- DATASET EXCERPTS -
----------
//! Link budget engine for Earth-space propagation losses
//!
//! Computes every scalar loss and noise term for one geometry and
//! environment snapshot: refraction, pointing, rain, gas, cloud, Faraday
//! rotation, XPD, shadowing, sea multipath, phased-array scan loss,
//! scintillation, free-space path loss, ionospheric delay and dispersion,
//! and the resulting sky noise temperature.
//!
//! The engine is a pure function of [`LinkParams`]. Pathological inputs
//! (zero elevation, near-zero frequency) degrade to large but finite values.
//!
//! ## Example
//!
//! ```rust
//! use satchan_core::link_budget::compute_link_budget;
//! use satchan_core::params::{Environment, LinkParams};
//!
//! let result = compute_link_budget(
//!     &LinkParams::builder()
//!         .frequency_ghz(12.0)        // Ku band
//!         .elevation_deg(30.0)
//!         .slant_range_km(38_000.0)
//!         .environment(Environment::Suburban)
//!         .build(),
//! );
//!
//! assert!((result.fspl_db - 205.6).abs() < 1.0);
//! assert!(result.sky_noise_temp_k < 50.0);
//! ```

use serde::{Deserialize, Serialize};

use crate::params::{Environment, LinkParams, GEO_RANGE_KM};
use crate::propagation::{
    antenna, gaseous, ionosphere, polarization, rain, refraction, scintillation, shadowing,
    slant_sin,
};

/// Ambient temperature of the lossy atmosphere (K)
pub const ATMOSPHERE_TEMPERATURE_K: f64 = 290.0;

/// Smallest slant range fed to the FSPL formula (km)
const MIN_RANGE_KM: f64 = 1e-6;

/// Every term of one link budget snapshot.
#[derive(Debug, Clone, PartialEq, Serialize, Deserialize)]
pub struct LinkBudgetResult {
    /// Tropospheric bending added to the geometric elevation (deg)
    pub refraction_correction_deg: f64,
    /// Elevation seen through the troposphere (deg)
    pub apparent_elevation_deg: f64,
    /// Open-loop pointing loss (dB)
    pub pointing_loss_db: f64,
    /// Rain attenuation (dB)
    pub rain_attenuation_db: f64,
    /// Gas absorption including calibration offset (dB)
    pub gas_attenuation_db: f64,
    /// Cloud attenuation (dB)
    pub cloud_attenuation_db: f64,
    /// Rain + gas + cloud (dB)
    pub atmospheric_loss_db: f64,
    /// Faraday rotation angle (deg)
    pub faraday_rotation_deg: f64,
    /// Polarization mismatch loss from Faraday rotation (dB)
    pub faraday_loss_db: f64,
    /// Combined cross-polar discrimination (dB, 0..=40)
    pub xpd_db: f64,
    /// Environmental shadowing (dB)
    pub shadowing_loss_db: f64,
    /// Sea-reflection two-ray loss, maritime only (dB, may be negative)
    pub multipath_loss_db: f64,
    /// Phased-array scan loss (dB)
    pub scan_loss_db: f64,
    /// Scintillation standard deviation (dB)
    pub scintillation_sigma_db: f64,
    /// Realised scintillation at this instant (dB)
    pub scintillation_loss_db: f64,
    /// Absolute free-space path loss (dB)
    pub fspl_db: f64,
    /// FSPL at the GEO reference range (dB)
    pub reference_fspl_db: f64,
    /// `fspl_db - reference_fspl_db` (dB)
    pub delta_fspl_db: f64,
    /// Ionospheric group delay (ns)
    pub group_delay_ns: f64,
    /// Ionospheric dispersion across the bandwidth (ns)
    pub dispersion_ns: f64,
    /// Highest symbol rate tolerated by the dispersion (MBaud)
    pub max_symbol_rate_mbaud: f64,
    /// Sum of all losses relative to the GEO reference (dB)
    pub total_loss_db: f64,
    /// Sky noise temperature seen through the atmosphere (K)
    pub sky_noise_temp_k: f64,
}

impl LinkBudgetResult {
    /// Losses other than free-space spreading (dB).
    pub fn excess_loss_db(&self) -> f64 {
        self.total_loss_db - self.delta_fspl_db
    }

    /// Absolute end-to-end path loss: FSPL plus every excess loss (dB).
    pub fn total_absolute_loss_db(&self) -> f64 {
        self.fspl_db + self.excess_loss_db()
    }
}

/// Free-space path loss in dB, range in km and frequency in GHz.
///
/// FSPL = 20·log10(d) + 20·log10(f) + 92.45
pub fn free_space_path_loss_db(range_km: f64, freq_ghz: f64) -> f64 {
    let range = if range_km.is_finite() {
        range_km.max(MIN_RANGE_KM)
    } else {
        MIN_RANGE_KM
    };
    20.0 * range.log10() + 20.0 * freq_ghz.log10() + 92.45
}

/// Blackbody sky temperature behind a lossy atmosphere (K).
///
/// A negative loss (possible once a calibration gas offset is applied)
/// counts as a transparent atmosphere.
pub fn sky_noise_temperature_k(atmospheric_loss_db: f64) -> f64 {
    let loss_db = atmospheric_loss_db.max(0.0);
    let t = ATMOSPHERE_TEMPERATURE_K * (1.0 - 10f64.powf(-loss_db / 10.0));
    if t.is_finite() {
        t
    } else {
        0.0
    }
}

/// Compute the full link budget for one snapshot.
pub fn compute_link_budget(params: &LinkParams) -> LinkBudgetResult {
    let freq = params.effective_frequency_ghz();
    let tec = params.tec_tecu.max(0.0);

    let refraction_correction_deg = refraction::refraction_correction_deg(params.elevation_deg);
    let apparent_elevation_deg = refraction::apparent_elevation_deg(params.elevation_deg);
    let sin_e = slant_sin(apparent_elevation_deg);

    let pointing_loss_db =
        antenna::pointing_loss_db(refraction_correction_deg, params.beamwidth_deg);

    let rain_attenuation_db = rain::rain_attenuation_db(
        freq,
        params.rain_rate_mm_h,
        params.rain_correction_factor,
        sin_e,
    );
    let gas_attenuation_db = gaseous::gas_attenuation_db(freq, sin_e, params.gas_offset_db);
    let cloud_attenuation_db = gaseous::cloud_attenuation_db(freq, sin_e);
    let atmospheric_loss_db = rain_attenuation_db + gas_attenuation_db + cloud_attenuation_db;

    let faraday_rotation_deg = ionosphere::faraday_rotation_deg(tec, freq, sin_e);
    let faraday_loss_db = polarization::faraday_loss_db(faraday_rotation_deg);
    let xpd_db = polarization::combined_xpd_db(
        polarization::faraday_xpd_db(faraday_rotation_deg),
        polarization::rain_xpd_db(freq, rain_attenuation_db),
        params.antenna_xpd_db,
    );

    let local_elevation = apparent_elevation_deg.clamp(0.0, 90.0);
    let shadowing_loss_db = shadowing::shadowing_loss_db(params.environment, local_elevation);
    let multipath_loss_db = match params.environment {
        Environment::Maritime => {
            shadowing::maritime_multipath_loss_db(freq, apparent_elevation_deg)
        }
        _ => 0.0,
    };

    let scan_loss_db = if params.phased_array {
        antenna::scan_loss_db(apparent_elevation_deg)
    } else {
        0.0
    };

    let scintillation_sigma_db = scintillation::scintillation_sigma_db(tec, freq, sin_e);
    let scintillation_loss_db = scintillation::scintillation_loss_db(
        scintillation_sigma_db,
        params.sim_time_s,
        params.fast_fading_active(),
    );

    let fspl_db = free_space_path_loss_db(params.slant_range_km, freq);
    let reference_fspl_db = free_space_path_loss_db(GEO_RANGE_KM, freq);
    let delta_fspl_db = fspl_db - reference_fspl_db;

    let group_delay_ns = ionosphere::group_delay_ns(tec, freq, sin_e);
    let dispersion_ns =
        ionosphere::dispersion_ns(tec, freq, params.bandwidth_mhz.max(0.0), sin_e);
    let max_symbol_rate_mbaud = ionosphere::max_symbol_rate_mbaud(dispersion_ns);

    let total_loss_db = atmospheric_loss_db
        + shadowing_loss_db
        + faraday_loss_db
        + delta_fspl_db
        + pointing_loss_db
        + scan_loss_db
        + multipath_loss_db
        + scintillation_loss_db;

    let sky_noise_temp_k = sky_noise_temperature_k(atmospheric_loss_db);

    LinkBudgetResult {
        refraction_correction_deg,
        apparent_elevation_deg,
        pointing_loss_db,
        rain_attenuation_db,
        gas_attenuation_db,
        cloud_attenuation_db,
        atmospheric_loss_db,
        faraday_rotation_deg,
        faraday_loss_db,
        xpd_db,
        shadowing_loss_db,
        multipath_loss_db,
        scan_loss_db,
        scintillation_sigma_db,
        scintillation_loss_db,
        fspl_db,
        reference_fspl_db,
        delta_fspl_db,
        group_delay_ns,
        dispersion_ns,
        max_symbol_rate_mbaud,
        total_loss_db,
        sky_noise_temp_k,
    }
}

#[cfg(test)]
mod tests {
    use super::*;

    fn all_finite(r: &LinkBudgetResult) -> bool {
        [
            r.refraction_correction_deg,
            r.apparent_elevation_deg,
            r.pointing_loss_db,
            r.rain_attenuation_db,
            r.gas_attenuation_db,
            r.cloud_attenuation_db,
            r.atmospheric_loss_db,
            r.faraday_rotation_deg,
            r.faraday_loss_db,
            r.xpd_db,
            r.shadowing_loss_db,
            r.multipath_loss_db,
            r.scan_loss_db,
            r.scintillation_sigma_db,
            r.scintillation_loss_db,
            r.fspl_db,
            r.reference_fspl_db,
            r.delta_fspl_db,
            r.group_delay_ns,
            r.dispersion_ns,
            r.max_symbol_rate_mbaud,
            r.total_loss_db,
            r.sky_noise_temp_k,
        ]
        .iter()
        .all(|v| v.is_finite())
    }

    #[test]
    fn test_fspl_known_values() {
        let geo = free_space_path_loss_db(35_786.0, 12.0);
        let leo = free_space_path_loss_db(550.0, 12.0);
        assert!((geo - 205.5).abs() < 1.0, "GEO FSPL = {geo:.2}");
        assert!((leo - 169.3).abs() < 1.0, "LEO FSPL = {leo:.2}");
        assert!((geo - leo - 36.2).abs() < 1.0, "GEO-LEO delta = {:.2}", geo - leo);
    }

    #[test]
    fn test_no_nan_sweep() {
        let envs = Environment::all();
        for &freq in &[0.0001, 0.5, 2.2, 12.0, 30.0, 75.0] {
            for el in (-90i32..=90).step_by(5) {
                for &rain in &[0.0, 10.0, 150.0] {
                    for &range in &[0.001, 550.0, 35_786.0] {
                        for &sim_time in &[0.0, 3.7] {
                            let env = envs[(el.unsigned_abs() as usize / 5) % envs.len()];
                            let p = LinkParams::builder()
                                .frequency_ghz(freq)
                                .elevation_deg(el as f64)
                                .rain_rate_mm_h(rain)
                                .slant_range_km(range)
                                .environment(env)
                                .phased_array(el % 10 == 0)
                                .sim_time_s(sim_time)
                                .build();
                            let r = compute_link_budget(&p);
                            assert!(all_finite(&r), "non-finite result for {p:?}: {r:?}");
                        }
                    }
                }
            }
        }
    }

    #[test]
    fn test_vacuum_baseline() {
        let p = LinkParams::builder()
            .rain_rate_mm_h(0.0)
            .tec_tecu(0.0)
            .elevation_deg(40.0)
            .build();
        let r = compute_link_budget(&p);
        assert_eq!(r.rain_attenuation_db, 0.0);
        assert_eq!(r.faraday_loss_db, 0.0);
        assert_eq!(r.group_delay_ns, 0.0);
        assert_eq!(r.dispersion_ns, 0.0);
    }

    #[test]
    fn test_refraction_and_pointing_at_five_degrees() {
        let p = LinkParams::builder()
            .elevation_deg(5.0)
            .beamwidth_deg(2.0)
            .build();
        let r = compute_link_budget(&p);
        assert!(
            r.apparent_elevation_deg > 5.0 && r.apparent_elevation_deg < 5.3,
            "apparent = {:.4}",
            r.apparent_elevation_deg
        );
        assert!(
            r.pointing_loss_db > 0.05 && r.pointing_loss_db < 1.0,
            "pointing = {:.4}",
            r.pointing_loss_db
        );
    }

    #[test]
    fn test_pointing_disabled_with_zero_beamwidth() {
        let p = LinkParams::builder().elevation_deg(5.0).beamwidth_deg(0.0).build();
        assert_eq!(compute_link_budget(&p).pointing_loss_db, 0.0);
    }

    #[test]
    fn test_sky_noise_rain_monotonic() {
        let clear = compute_link_budget(
            &LinkParams::builder()
                .frequency_ghz(30.0)
                .rain_rate_mm_h(0.0)
                .elevation_deg(90.0)
                .environment(Environment::Suburban)
                .build(),
        );
        let heavy = compute_link_budget(
            &LinkParams::builder()
                .frequency_ghz(30.0)
                .rain_rate_mm_h(50.0)
                .elevation_deg(90.0)
                .build(),
        );
        assert!(clear.sky_noise_temp_k < 50.0, "clear T_sky = {:.1}", clear.sky_noise_temp_k);
        assert!(heavy.sky_noise_temp_k > 100.0, "rain T_sky = {:.1}", heavy.sky_noise_temp_k);

        let mut last = 0.0;
        for rain in [0.0, 1.0, 5.0, 20.0, 50.0, 100.0] {
            let r = compute_link_budget(
                &LinkParams::builder()
                    .frequency_ghz(12.0)
                    .rain_rate_mm_h(rain)
                    .elevation_deg(90.0)
                    .build(),
            );
            assert!(r.sky_noise_temp_k >= last);
            last = r.sky_noise_temp_k;
        }
        assert!(last > 100.0);
    }

    #[test]
    fn test_phased_array_scan_loss() {
        let p = LinkParams::builder()
            .elevation_deg(30.0)
            .phased_array(true)
            .build();
        let r = compute_link_budget(&p);
        assert!((r.scan_loss_db - 4.51).abs() < 0.2, "scan loss = {:.3}", r.scan_loss_db);

        let p = LinkParams::builder()
            .elevation_deg(0.0)
            .phased_array(true)
            .build();
        assert!(compute_link_budget(&p).scan_loss_db.is_finite());

        let p = LinkParams::builder().elevation_deg(30.0).build();
        assert_eq!(compute_link_budget(&p).scan_loss_db, 0.0);
    }

    #[test]
    fn test_delta_fspl_zero_at_geo() {
        let r = compute_link_budget(&LinkParams::default());
        assert!(r.delta_fspl_db.abs() < 1e-9);
        assert!((r.total_absolute_loss_db() - (r.fspl_db + r.total_loss_db)).abs() < 1e-9);
    }

    #[test]
    fn test_static_snapshot_has_no_scintillation() {
        let r = compute_link_budget(&LinkParams::default());
        assert_eq!(r.scintillation_loss_db, 0.0);
        assert!(r.scintillation_sigma_db > 0.0);

        let moving = LinkParams::builder().sim_time_s(10.0).build();
        let a = compute_link_budget(&moving);
        let b = compute_link_budget(&moving);
        assert_eq!(a, b);
        assert!(a.scintillation_loss_db != 0.0);
    }

    #[test]
    fn test_maritime_only_multipath() {
        let land = compute_link_budget(&LinkParams::builder().elevation_deg(20.0).build());
        assert_eq!(land.multipath_loss_db, 0.0);
        let sea = compute_link_budget(
            &LinkParams::builder()
                .elevation_deg(20.0)
                .environment(Environment::Maritime)
                .build(),
        );
        assert_eq!(sea.shadowing_loss_db, 0.0);
        assert!(sea.multipath_loss_db <= 20.0);
    }

    #[test]
    fn test_sky_noise_never_negative() {
        assert_eq!(sky_noise_temperature_k(-1.9), 0.0);
        assert_eq!(sky_noise_temperature_k(0.0), 0.0);

        let p = LinkParams::builder()
            .frequency_ghz(4.0)
            .elevation_deg(90.0)
            .gas_offset_db(-2.0)
            .build();
        let r = compute_link_budget(&p);
        assert!(r.atmospheric_loss_db < 0.0, "atm = {:.3}", r.atmospheric_loss_db);
        assert!(r.sky_noise_temp_k >= 0.0, "tsky = {:.2}", r.sky_noise_temp_k);
    }

    #[test]
    fn test_gas_offset_applies() {
        let base = compute_link_budget(&LinkParams::default());
        let shifted = compute_link_budget(&LinkParams::builder().gas_offset_db(0.5).build());
        assert!((shifted.gas_attenuation_db - base.gas_attenuation_db - 0.5).abs() < 1e-12);
        assert!((shifted.total_loss_db - base.total_loss_db - 0.5).abs() < 1e-9);
    }
}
----------
- TASK TO COMPLETE -
Your answer should consist of the lines from the line with "pub fn sky_noise_temperature_k(atmospheric_loss_db: f64)" to the line with "let atmospheric_loss_db = rain_attenuation_db" above, repeated exactly, both ends included.

- RESULT -
pub fn sky_noise_temperature_k(atmospheric_loss_db: f64) -> f64 {
    let loss_db = atmospheric_loss_db.max(0.0);
    let t = ATMOSPHERE_TEMPERATURE_K * (1.0 - 10f64.powf(-loss_db / 10.0));
    if t.is_finite() {
        t
    } else {
        0.0
    }
}

/// Compute the full link budget for one snapshot.
pub fn compute_link_budget(params: &LinkParams) -> LinkBudgetResult {
    let freq = params.effective_frequency_ghz();
    let tec = params.tec_tecu.max(0.0);

    let refraction_correction_deg = refraction::refraction_correction_deg(params.elevation_deg);
    let apparent_elevation_deg = refraction::apparent_elevation_deg(params.elevation_deg);
    let sin_e = slant_sin(apparent_elevation_deg);

    let pointing_loss_db =
        antenna::pointing_loss_db(refraction_correction_deg, params.beamwidth_deg);

    let rain_attenuation_db = rain::rain_attenuation_db(
        freq,
        params.rain_rate_mm_h,
        params.rain_correction_factor,
        sin_e,
    );
    let gas_attenuation_db = gaseous::gas_attenuation_db(freq, sin_e, params.gas_offset_db);
    let cloud_attenuation_db = gaseous::cloud_attenuation_db(freq, sin_e);
    let atmospheric_loss_db = rain_attenuation_db + gas_attenuation_db + cloud_attenuation_db;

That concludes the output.